Google engineers on Thursday released their vision of how the company plans to develop open privacy standards that are more in line with consumer expectations. With the help of the web community, Google will develop the standards that will partly restrict fingerprinting on the web and improve the way browser cookies are classified, among other tasks.

“Over the last couple of weeks, we’ve started sharing our preliminary ideas for a Privacy Sandbox, a secure environment for personalization that also protects user privacy,” wrote Justin Schuh, director of Chrome engineering, in a blog post.

The new approach, dubbed Privacy Sandbox, aims to ensure that ads remain relevant for users who are willing to share their data with websites and advertisers.

The standards will anonymize aggregate user data and keep much more of it on the device, rather than store it in the cloud. This will reduce the risk of the data being compromised or stolen.

In addition to the company’s vision, Google also released a summary of each proposal, which the company collectively refers to as the Privacy Sandbox.

For starters, Google engineers are exploring how to deliver ads to large groups of like-minded people without allowing individually identifying data to leave the user’s browser.

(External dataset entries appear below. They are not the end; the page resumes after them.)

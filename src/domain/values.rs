//! Submission values: scalars and field collections.

use std::collections::BTreeMap;

use crate::domain::error::{DomainError, DomainResult};

/// Field name to value, for one submission or one collection element.
pub type FlatValueMap = BTreeMap<String, FlatValue>;

/// Value of a single form field.
#[derive(Debug, Clone, PartialEq, Eq)]
pub enum FlatValue {
    Scalar(String),
    /// Repeated sub-record (e.g. several jobs); order is significant.
    Collection(Vec<FlatValueMap>),
}

impl FlatValue {
    pub fn scalar(value: impl Into<String>) -> Self {
        FlatValue::Scalar(value.into())
    }

    pub fn collection(elements: impl IntoIterator<Item = FlatValueMap>) -> Self {
        FlatValue::Collection(elements.into_iter().collect())
    }

    /// Blank scalars are treated like absent fields.
    pub fn is_blank(&self) -> bool {
        matches!(self, FlatValue::Scalar(s) if s.trim().is_empty())
    }
}

impl From<&str> for FlatValue {
    fn from(value: &str) -> Self {
        FlatValue::Scalar(value.to_string())
    }
}

impl From<String> for FlatValue {
    fn from(value: String) -> Self {
        FlatValue::Scalar(value)
    }
}

/// Convert an untyped TOML table into a value map.
///
/// Strings become scalars and arrays of tables become collections. Anything
/// else is rejected with the offending field; nested fields are reported as
/// `parent[index].field`.
pub fn from_toml_table(table: &toml::Table) -> DomainResult<FlatValueMap> {
    convert_table(table, None)
}

fn convert_table(table: &toml::Table, scope: Option<&str>) -> DomainResult<FlatValueMap> {
    table
        .iter()
        .map(|(key, value)| {
            let field = match scope {
                Some(scope) => format!("{scope}.{key}"),
                None => key.clone(),
            };
            convert_value(&field, value).map(|v| (key.clone(), v))
        })
        .collect()
}

fn convert_value(field: &str, value: &toml::Value) -> DomainResult<FlatValue> {
    match value {
        toml::Value::String(s) => Ok(FlatValue::Scalar(s.clone())),
        toml::Value::Array(items) => items
            .iter()
            .enumerate()
            .map(|(index, item)| match item {
                toml::Value::Table(table) => {
                    convert_table(table, Some(&format!("{field}[{index}]")))
                }
                other => Err(invalid(
                    &format!("{field}[{index}]"),
                    &format!("array element of type {}", other.type_str()),
                )),
            })
            .collect::<DomainResult<Vec<_>>>()
            .map(FlatValue::Collection),
        other => Err(invalid(field, other.type_str())),
    }
}

fn invalid(field: &str, found: &str) -> DomainError {
    DomainError::InvalidFieldValue {
        field: field.to_string(),
        found: found.to_string(),
    }
}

This builds on what Google calls Differential Privacy techniques. The company has been using this technique in Chrome for nearly five years. It collects anonymous telemetry information and shows that it is possible for a browser to avoid revealing that someone’s a member of a group who likes dogs, for example.

The group also will work on conversion metrics -- a step that will help publishers and advertisers determine whether the ads served actually lead to more business. Google and Apple have published ways to evaluate how some of these use cases can be addressed, but the thinking remains in the early stages of content.

“The proposals are a first step in exploring how to address the measurement needs of the advertiser without letting the advertiser track a specific user across sites,” Schuh wrote.

Proposals also include fraud protection and protecting sandbox boundaries. “Removing certain capabilities from the web causes developers to find workarounds to keep their current systems working rather than going down the well-lit path,” he wrote. 

“We’ve seen this recently in response to the actions that other browsers have taken to block cookies -- new techniques are emerging that are not transparent to the user, such as fingerprinting.”

Developers used workarounds to collect “tiny bits of information that vary between users, such as what device they have or what fonts they have installed.” Combining several of these small data points, they can generate unique identifiers that can then be used to match a user across websites.

And unlike cookies, users cannot delete their fingerprint, which would stop them from being identified.

“This subversion of user choice is wrong,” wrote Schuh -- something that has led Google to develop the Privacy Sandbox.